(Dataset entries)
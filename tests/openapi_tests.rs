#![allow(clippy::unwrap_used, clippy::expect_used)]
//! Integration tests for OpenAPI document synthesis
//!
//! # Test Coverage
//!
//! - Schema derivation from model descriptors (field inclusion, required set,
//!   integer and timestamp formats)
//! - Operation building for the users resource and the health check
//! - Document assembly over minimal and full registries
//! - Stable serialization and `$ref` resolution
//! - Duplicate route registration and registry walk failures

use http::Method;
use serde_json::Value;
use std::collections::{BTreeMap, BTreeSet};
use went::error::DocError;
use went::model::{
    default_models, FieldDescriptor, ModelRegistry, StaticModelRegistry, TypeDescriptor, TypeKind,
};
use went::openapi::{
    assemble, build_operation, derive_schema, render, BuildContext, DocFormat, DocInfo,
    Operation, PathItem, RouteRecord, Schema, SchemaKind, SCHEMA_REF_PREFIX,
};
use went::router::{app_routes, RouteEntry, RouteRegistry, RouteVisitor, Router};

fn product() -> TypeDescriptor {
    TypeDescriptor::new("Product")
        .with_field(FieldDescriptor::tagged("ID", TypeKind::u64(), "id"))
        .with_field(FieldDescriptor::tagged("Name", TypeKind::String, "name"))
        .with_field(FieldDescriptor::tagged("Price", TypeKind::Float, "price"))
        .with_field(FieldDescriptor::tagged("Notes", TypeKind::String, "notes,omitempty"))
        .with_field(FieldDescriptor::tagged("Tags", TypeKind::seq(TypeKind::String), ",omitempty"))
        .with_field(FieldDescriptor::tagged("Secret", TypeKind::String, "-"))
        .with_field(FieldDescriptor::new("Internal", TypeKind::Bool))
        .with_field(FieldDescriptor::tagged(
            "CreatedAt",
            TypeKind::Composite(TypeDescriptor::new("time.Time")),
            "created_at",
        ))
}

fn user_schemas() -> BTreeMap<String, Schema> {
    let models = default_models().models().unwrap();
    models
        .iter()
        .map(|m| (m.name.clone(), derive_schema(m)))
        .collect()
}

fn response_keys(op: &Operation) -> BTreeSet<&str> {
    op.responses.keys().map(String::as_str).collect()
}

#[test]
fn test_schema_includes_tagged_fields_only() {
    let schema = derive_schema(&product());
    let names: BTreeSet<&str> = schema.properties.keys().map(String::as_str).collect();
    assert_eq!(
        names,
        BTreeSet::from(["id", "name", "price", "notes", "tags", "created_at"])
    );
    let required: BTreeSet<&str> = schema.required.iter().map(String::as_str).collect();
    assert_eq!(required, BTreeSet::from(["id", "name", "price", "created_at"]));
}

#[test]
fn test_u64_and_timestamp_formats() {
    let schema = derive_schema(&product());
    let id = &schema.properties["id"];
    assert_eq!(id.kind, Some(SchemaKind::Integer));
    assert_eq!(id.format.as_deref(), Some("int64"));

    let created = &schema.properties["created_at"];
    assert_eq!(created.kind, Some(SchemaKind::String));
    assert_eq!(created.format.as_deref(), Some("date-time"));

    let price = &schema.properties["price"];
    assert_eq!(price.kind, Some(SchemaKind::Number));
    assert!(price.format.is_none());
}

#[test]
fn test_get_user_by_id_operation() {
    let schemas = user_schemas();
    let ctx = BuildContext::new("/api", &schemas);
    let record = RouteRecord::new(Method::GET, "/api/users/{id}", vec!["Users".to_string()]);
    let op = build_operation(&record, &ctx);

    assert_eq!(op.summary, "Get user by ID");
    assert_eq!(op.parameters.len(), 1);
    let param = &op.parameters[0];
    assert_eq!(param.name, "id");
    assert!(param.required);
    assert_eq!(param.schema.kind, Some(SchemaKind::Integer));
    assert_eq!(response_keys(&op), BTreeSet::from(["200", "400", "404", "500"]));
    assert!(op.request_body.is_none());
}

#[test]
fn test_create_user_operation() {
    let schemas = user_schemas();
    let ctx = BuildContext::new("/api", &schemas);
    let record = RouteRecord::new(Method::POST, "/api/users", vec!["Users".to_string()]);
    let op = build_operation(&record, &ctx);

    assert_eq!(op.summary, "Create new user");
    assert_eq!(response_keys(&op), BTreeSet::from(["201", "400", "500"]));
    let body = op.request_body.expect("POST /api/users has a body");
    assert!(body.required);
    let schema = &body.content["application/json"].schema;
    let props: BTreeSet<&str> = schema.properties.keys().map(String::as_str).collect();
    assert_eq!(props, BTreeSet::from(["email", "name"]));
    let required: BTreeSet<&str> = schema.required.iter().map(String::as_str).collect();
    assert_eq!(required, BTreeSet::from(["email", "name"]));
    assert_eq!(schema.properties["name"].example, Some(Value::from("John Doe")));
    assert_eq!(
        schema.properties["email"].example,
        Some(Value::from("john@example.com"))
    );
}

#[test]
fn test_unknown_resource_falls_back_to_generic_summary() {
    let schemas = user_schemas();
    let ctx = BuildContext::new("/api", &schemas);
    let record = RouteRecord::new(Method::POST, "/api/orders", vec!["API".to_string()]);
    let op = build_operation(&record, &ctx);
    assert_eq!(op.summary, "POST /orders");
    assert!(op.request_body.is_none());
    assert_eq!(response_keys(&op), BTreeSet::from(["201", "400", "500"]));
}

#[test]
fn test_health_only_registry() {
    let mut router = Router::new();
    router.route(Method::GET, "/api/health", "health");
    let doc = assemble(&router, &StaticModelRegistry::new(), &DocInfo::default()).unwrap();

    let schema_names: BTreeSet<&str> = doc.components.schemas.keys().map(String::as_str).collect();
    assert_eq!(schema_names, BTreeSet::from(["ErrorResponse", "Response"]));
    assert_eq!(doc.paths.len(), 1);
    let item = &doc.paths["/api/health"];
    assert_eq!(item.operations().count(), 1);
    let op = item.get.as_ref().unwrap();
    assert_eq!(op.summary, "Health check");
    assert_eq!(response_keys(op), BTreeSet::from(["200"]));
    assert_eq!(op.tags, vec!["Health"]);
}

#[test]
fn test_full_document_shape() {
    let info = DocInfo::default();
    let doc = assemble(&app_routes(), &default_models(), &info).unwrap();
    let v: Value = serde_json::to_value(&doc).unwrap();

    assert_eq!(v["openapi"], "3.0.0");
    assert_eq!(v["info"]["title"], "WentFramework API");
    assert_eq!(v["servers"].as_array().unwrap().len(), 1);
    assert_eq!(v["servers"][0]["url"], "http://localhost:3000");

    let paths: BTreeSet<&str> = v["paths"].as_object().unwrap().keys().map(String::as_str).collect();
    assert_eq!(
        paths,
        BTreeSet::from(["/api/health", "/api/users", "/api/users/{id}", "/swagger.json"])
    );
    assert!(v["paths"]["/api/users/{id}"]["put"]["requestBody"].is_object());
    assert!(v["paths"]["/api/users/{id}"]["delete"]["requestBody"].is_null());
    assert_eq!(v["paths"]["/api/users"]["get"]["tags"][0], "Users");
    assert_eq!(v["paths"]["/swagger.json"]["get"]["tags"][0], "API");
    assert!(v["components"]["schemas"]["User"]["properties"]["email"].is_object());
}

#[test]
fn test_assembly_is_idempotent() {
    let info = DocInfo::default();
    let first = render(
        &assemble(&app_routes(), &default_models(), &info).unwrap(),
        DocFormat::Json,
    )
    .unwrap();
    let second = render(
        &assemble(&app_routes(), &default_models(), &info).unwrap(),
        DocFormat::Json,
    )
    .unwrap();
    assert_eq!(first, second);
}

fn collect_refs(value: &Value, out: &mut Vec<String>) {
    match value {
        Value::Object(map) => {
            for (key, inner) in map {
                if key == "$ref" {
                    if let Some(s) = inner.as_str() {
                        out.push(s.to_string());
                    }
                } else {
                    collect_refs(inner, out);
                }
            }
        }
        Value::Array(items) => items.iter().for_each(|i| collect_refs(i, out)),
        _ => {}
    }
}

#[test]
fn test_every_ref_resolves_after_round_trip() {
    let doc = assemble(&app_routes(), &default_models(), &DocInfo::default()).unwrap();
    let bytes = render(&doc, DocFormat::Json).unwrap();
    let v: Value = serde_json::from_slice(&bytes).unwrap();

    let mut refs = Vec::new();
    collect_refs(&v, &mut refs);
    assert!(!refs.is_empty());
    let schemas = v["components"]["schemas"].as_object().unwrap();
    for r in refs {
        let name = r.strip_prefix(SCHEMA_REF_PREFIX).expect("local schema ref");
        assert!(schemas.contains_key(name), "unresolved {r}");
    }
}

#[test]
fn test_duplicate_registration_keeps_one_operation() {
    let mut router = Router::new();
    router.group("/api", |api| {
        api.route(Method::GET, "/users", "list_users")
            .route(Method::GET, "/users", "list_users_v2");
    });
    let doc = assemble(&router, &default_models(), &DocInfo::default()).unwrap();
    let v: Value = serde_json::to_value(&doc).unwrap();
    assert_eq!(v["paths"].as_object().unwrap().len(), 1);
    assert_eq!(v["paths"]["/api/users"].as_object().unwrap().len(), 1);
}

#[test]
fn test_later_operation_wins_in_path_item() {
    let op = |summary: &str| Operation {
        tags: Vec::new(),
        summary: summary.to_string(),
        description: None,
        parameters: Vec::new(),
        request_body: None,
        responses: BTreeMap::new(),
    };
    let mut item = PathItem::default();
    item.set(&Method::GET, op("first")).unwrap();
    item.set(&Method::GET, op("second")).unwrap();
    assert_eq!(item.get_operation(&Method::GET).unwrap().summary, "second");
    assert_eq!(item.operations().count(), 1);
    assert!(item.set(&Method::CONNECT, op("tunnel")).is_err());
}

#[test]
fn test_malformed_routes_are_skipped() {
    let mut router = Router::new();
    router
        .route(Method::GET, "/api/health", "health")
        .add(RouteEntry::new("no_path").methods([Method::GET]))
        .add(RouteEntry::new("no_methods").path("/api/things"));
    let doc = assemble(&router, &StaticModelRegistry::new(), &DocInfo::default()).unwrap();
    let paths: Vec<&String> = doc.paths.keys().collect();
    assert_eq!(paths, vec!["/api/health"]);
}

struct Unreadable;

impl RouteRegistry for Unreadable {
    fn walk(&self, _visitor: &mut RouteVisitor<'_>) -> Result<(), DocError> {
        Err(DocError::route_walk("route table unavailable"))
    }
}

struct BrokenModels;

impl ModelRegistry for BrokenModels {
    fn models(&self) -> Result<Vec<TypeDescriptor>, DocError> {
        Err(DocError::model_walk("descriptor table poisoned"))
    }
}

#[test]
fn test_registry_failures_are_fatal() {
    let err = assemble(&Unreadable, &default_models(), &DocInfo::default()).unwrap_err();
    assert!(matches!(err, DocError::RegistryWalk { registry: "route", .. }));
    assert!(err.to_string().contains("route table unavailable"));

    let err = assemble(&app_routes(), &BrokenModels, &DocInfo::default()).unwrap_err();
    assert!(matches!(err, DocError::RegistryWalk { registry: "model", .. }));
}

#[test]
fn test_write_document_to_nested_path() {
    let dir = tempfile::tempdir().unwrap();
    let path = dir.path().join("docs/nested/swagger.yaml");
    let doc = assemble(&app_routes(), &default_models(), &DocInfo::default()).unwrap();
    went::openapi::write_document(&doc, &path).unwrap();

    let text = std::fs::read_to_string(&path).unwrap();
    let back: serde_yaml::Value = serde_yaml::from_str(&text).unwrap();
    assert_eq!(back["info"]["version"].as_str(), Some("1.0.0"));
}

WHAT THE EXERCISE ASKS – Find all the lines with "RouteVisitor" in the data and copy them.

YOUR RESPONSE –
use went::router::{app_routes, RouteEntry, RouteRegistry, RouteVisitor, Router};
    fn walk(&self, _visitor: &mut RouteVisitor<'_>) -> Result<(), DocError> {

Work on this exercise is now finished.